use std::time::Instant;

use axum::{
    Json,
    body::Bytes,
    extract::{Query, State},
    http::{HeaderMap, Method, StatusCode, Uri, header},
    response::{IntoResponse, Response},
};
use chrono::{SecondsFormat, Utc};

use faultline_core::backend::{RateLimiter, ReportStore};
use faultline_core::effects::{EffectDispatcher, SideEffect};
use faultline_core::models::{AuditRecord, RawErrorReport};
use faultline_core::time_range::DEFAULT_TIME_RANGE;
use faultline_core::{FaultlineError, IngestContext, IngestPipeline, Result, StatsEngine};

use crate::WebState;
use crate::auth::{Authenticator, READ_ERROR_STATS};
use crate::dto::{
    ErrorReportsQuery, HealthResponse, HealthServices, ServiceHealth, SubmitResponse,
    SuccessEnvelope,
};
use crate::error::{ALLOWED_METHODS, faultline_error_response, method_not_allowed_response};
use crate::gateway::{UNKNOWN_CLIENT, client_ip, header_str, rate_limit_key};

const OPERATION_DISPATCH: &str = "error_reports.dispatch";
const OPERATION_SUBMIT: &str = "error_reports.submit";
const OPERATION_READ: &str = "error_reports.read";
const SUBMITTED_MESSAGE: &str = "Error report submitted successfully";

/// Single endpoint for every verb: the rate check runs first, then the method
/// picks the ingestion or statistics path.
pub async fn error_reports(
    State(state): State<WebState>,
    method: Method,
    uri: Uri,
    headers: HeaderMap,
    body: Bytes,
) -> Response {
    let ip = client_ip(&headers);
    if let Err(err) = check_rate_limit(&state, &ip) {
        return faultline_error_response(err, OPERATION_DISPATCH);
    }

    match method {
        Method::POST => submit_report(&state, &headers, &ip, &body),
        Method::GET => read_reports(&state, &headers, &ip, &uri),
        Method::OPTIONS => (StatusCode::OK, [(header::ALLOW, ALLOWED_METHODS)]).into_response(),
        other => method_not_allowed_response(&other, OPERATION_DISPATCH),
    }
}

pub async fn health(State(state): State<WebState>) -> Response {
    let started = Instant::now();
    let ping = state.store.ping();
    let latency_ms = u64::try_from(started.elapsed().as_millis()).unwrap_or(u64::MAX);

    let (status_code, status, database) = match ping {
        Ok(()) => (
            StatusCode::OK,
            "ok",
            ServiceHealth {
                status: "ok",
                latency_ms,
                error: None,
            },
        ),
        Err(err) => {
            tracing::error!(error = %err, "health check database ping failed");
            (
                StatusCode::SERVICE_UNAVAILABLE,
                "error",
                ServiceHealth {
                    status: "error",
                    latency_ms,
                    error: Some(err.public_message()),
                },
            )
        }
    };

    let body = HealthResponse {
        status,
        timestamp: Utc::now().to_rfc3339_opts(SecondsFormat::Millis, true),
        version: env!("CARGO_PKG_VERSION"),
        environment: state.environment.as_str(),
        services: HealthServices { database },
    };
    (status_code, Json(body)).into_response()
}

fn check_rate_limit(state: &WebState, ip: &str) -> Result<()> {
    let key = rate_limit_key(ip);
    let decision = state.rate_limiter.check_and_increment(
        &key,
        state.rate_limit.requests,
        state.rate_limit.window,
    )?;
    if decision.allowed {
        return Ok(());
    }

    let reset_after = decision.reset_after;
    let retry_after_secs =
        (reset_after.as_secs() + u64::from(reset_after.subsec_nanos() > 0)).max(1);
    tracing::warn!(
        client_ip = ip,
        limit = decision.limit,
        retry_after_secs,
        "rate limit exceeded"
    );
    Err(FaultlineError::RateLimited {
        key,
        retry_after_secs,
    })
}

fn submit_report(state: &WebState, headers: &HeaderMap, ip: &str, body: &[u8]) -> Response {
    let raw = match RawErrorReport::from_json_slice(body) {
        Ok(raw) => raw,
        Err(err) => {
            return faultline_error_response(
                FaultlineError::Validation(format!("malformed JSON body: {err}")),
                OPERATION_SUBMIT,
            );
        }
    };

    let context = IngestContext {
        ip_address: known_client(ip),
        user_agent: header_str(headers, header::USER_AGENT.as_str()).map(ToString::to_string),
    };
    let pipeline = IngestPipeline::new(state.store.as_ref(), state.effects.as_ref());
    match pipeline.ingest(raw, &context) {
        Ok(receipt) => (
            StatusCode::CREATED,
            Json(SuccessEnvelope::new(SubmitResponse {
                error_id: receipt.error_id,
                message: SUBMITTED_MESSAGE,
            })),
        )
            .into_response(),
        Err(err) => faultline_error_response(err, OPERATION_SUBMIT),
    }
}

fn read_reports(state: &WebState, headers: &HeaderMap, ip: &str, uri: &Uri) -> Response {
    let now = Utc::now();
    let authenticator = Authenticator::new(state.jwt.as_deref(), state.api_keys.as_ref());
    let principal = match authenticator.require(headers, READ_ERROR_STATS, now) {
        Ok(principal) => principal,
        Err(err) => return faultline_error_response(err, OPERATION_READ),
    };

    let query = match Query::<ErrorReportsQuery>::try_from_uri(uri) {
        Ok(Query(query)) => query,
        Err(err) => {
            return faultline_error_response(
                FaultlineError::Validation(format!("invalid query string: {err}")),
                OPERATION_READ,
            );
        }
    };
    let engine = StatsEngine::new(state.store.as_ref(), state.cache.as_ref())
        .with_ttl(state.stats_cache_ttl);

    let error_id = query.error_id.as_deref().filter(|id| !id.is_empty());
    let time_range = query
        .time_range
        .as_deref()
        .filter(|range| !range.is_empty())
        .unwrap_or(DEFAULT_TIME_RANGE);

    let response = match error_id {
        Some(id) => engine
            .get_error_by_id(id)
            .map(|record| Json(SuccessEnvelope::new(record)).into_response()),
        None => engine
            .get_stats(time_range)
            .map(|stats| Json(SuccessEnvelope::new(stats)).into_response()),
    };

    match response {
        Ok(response) => {
            let ip_address = known_client(ip);
            state
                .effects
                .dispatch(SideEffect::Audit(AuditRecord::stats_accessed(
                    &principal.subject,
                    ip_address.as_deref(),
                    error_id,
                    error_id.is_none().then_some(time_range),
                    now,
                )));
            response
        }
        Err(err) => faultline_error_response(err, OPERATION_READ),
    }
}

fn known_client(ip: &str) -> Option<String> {
    (ip != UNKNOWN_CLIENT).then(|| ip.to_string())
}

◇ ◇ ◇

> **TASK GOAL**:
A copy of each line in the data above that holds the string "HealthResponse" is needed.

> **SOLUTION TO THIS PROBLEM**:
    ErrorReportsQuery, HealthResponse, HealthServices, ServiceHealth, SubmitResponse,
    let body = HealthResponse {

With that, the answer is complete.